Yes I know it’s been a week, but what a week it’s been. Tough, grinding, fun, long, tiring, sweating and smelling, lifting and shifting, building, scaffing, painting, sticking and eating (of course you have to eat during all this!) are just a handful of some of the verbs and adjectives that could describe the last days.

The mass of staff arrived yesterday to lift spirits and blaze through what still had to be worked on. There is still a vast amount to be done but what has been achieved is both amazing and overwhelming at the same time. Things have certainly fallen into place nicely and now it’s time to move onto the next stage of the Edinburgh festival – the company arrivals.

From tomorrow, the long and laborious, but extremely essential work takes place with setting up the productions in each of the venues. These next few days are a crucial and pivotal point during the festival duration and for many people are the potential make and break of their time here. There will be tears and tantrums all over the shop with ego clashes a-plenty but then what would the arts festival be without them?

This is, of course, a very false picture that I’m painting of how the work will go because, in fact, it will be more first class teamwork to put the finishing touches to these shows and make them all look, sound and feel amazing. I will very much be involved in this process and will be knee deep in much deliberation of sorting the shows out and this is where the next phase of my quest will begin. I’ll be finding out why exactly the companies invest their long and hard earned cash to come to the place where the average audience attendance is just three.

The Edinburgh Festival Fringe, the official organisers for the fringe festival, give their opinion on why performers should come to the festival:-

You will not only face competition for an audience from around 1,800 different Fringe shows but also from the Edinburgh International, Film, Book and Jazz Festivals, plus the Edinburgh Military Tattoo. So although many people travel to what is generically known as the ‘Edinburgh Festival’ there are many things to distract them from buying a ticket for your show. In addition, the costs of hiring a venue, travel, accommodation, publicity material, etc mount up quickly.

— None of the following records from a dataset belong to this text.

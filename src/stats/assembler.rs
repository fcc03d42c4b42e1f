use std::iter::once;

use tracing::{debug, info};

use crate::{
    models::{
        error::ApiError,
        response::{DriverIdentity, EntityIdentity, ResponseDocument, TeamIdentity},
        stats::{EntityKind, SeasonOutcome},
    },
    stats::{
        aggregator::{count_titles, fold_career, is_final_standing, season_snapshot},
        extractor::{extract_season, recent_races},
        planner::plan_seasons,
        StatsPipeline,
    },
};

const RECENT_RACES: usize = 5;

impl StatsPipeline {
    /// Looks the entity up as listed in `season`. `None` when the provider has
    /// no such entity for that season or could not be reached.
    pub async fn resolve_identity(
        &self,
        kind: EntityKind,
        id: &str,
        season: i32,
    ) -> Option<EntityIdentity> {
        let data = self
            .fetch(&format!("{season}/{}/{id}.json", kind.collection()))
            .await?;
        match kind {
            EntityKind::Driver => {
                DriverIdentity::from_driver(data.first_driver()?).map(EntityIdentity::Driver)
            }
            EntityKind::Team => {
                TeamIdentity::from_constructor(data.first_constructor()?).map(EntityIdentity::Team)
            }
        }
    }

    /// Full statistics document for one entity and season. Nothing beyond the
    /// identity lookup is fetched when the entity is unknown.
    pub async fn entity_details(
        &self,
        kind: EntityKind,
        id: &str,
        season: i32,
        calendar_year: i32,
    ) -> Result<ResponseDocument, ApiError> {
        let entity = self
            .resolve_identity(kind, id, season)
            .await
            .ok_or_else(|| ApiError::NotFound(format!("{kind:?} {id} not found in {season}")))?;

        let history_seasons = plan_seasons(season, kind.lookback(), calendar_year);
        info!(
            "{kind:?} {id}: aggregating {season} plus {} past seasons",
            history_seasons.len()
        );

        let (history, history_standings, current, current_standing) = tokio::join!(
            self.fetch_seasons(kind, id, &history_seasons),
            self.fetch_standings(kind, id, &history_seasons),
            self.season_results(kind, id, season),
            self.season_standing(kind, id, season),
        );

        let mut final_standings = Vec::new();
        for (year, standing) in history_standings
            .iter()
            .map(|(year, standing)| (*year, standing.as_ref()))
            .chain(once((season, current_standing.as_ref())))
        {
            let Some(standing) = standing else {
                continue;
            };
            // Only a leader in an unfinished year needs the calendar.
            let scheduled = if year >= calendar_year && standing.standing.position_or_zero() == 1 {
                self.scheduled_rounds(year).await
            } else {
                None
            };
            if is_final_standing(year, standing.round, calendar_year, scheduled) {
                final_standings.push(&standing.standing);
            } else {
                debug!("{kind:?} {id}: {year} standings after round {} not final", standing.round);
            }
        }

        let mut career = fold_career(&history, &current);
        career.championship_titles = count_titles(final_standings.into_iter().map(Some));

        let recent = match &current {
            SeasonOutcome::Races(races) => recent_races(races, RECENT_RACES),
            SeasonOutcome::Unavailable => Vec::new(),
        };

        Ok(ResponseDocument {
            kind,
            entity,
            season,
            current_season: season_snapshot(
                extract_season(&current),
                current_standing.as_ref().map(|s| &s.standing),
            ),
            career,
            recent_races: recent,
        })
    }
}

However, financial gain isn’t the number one reason to come to Edinburgh. Most performers come to the Fringe as an asset for their future careers. The Fringe is well-known for springboarding people’s careers, providing numerous opportunities for networking, and ‘fast-track’ learning some tricks of the trade from other performers from all across the globe.

As obvious as this may seem, it is the latter paragraph that is so blindingly true and something that runs across the fringe platform no matter where you are in the world. This is what makes the arts so good because it is consistently like this. However, this doesn’t satisfy my appetite enough and so I want to see the rabbit hole go further and receive a much wider perspective on why Edinburgh exists as it does today.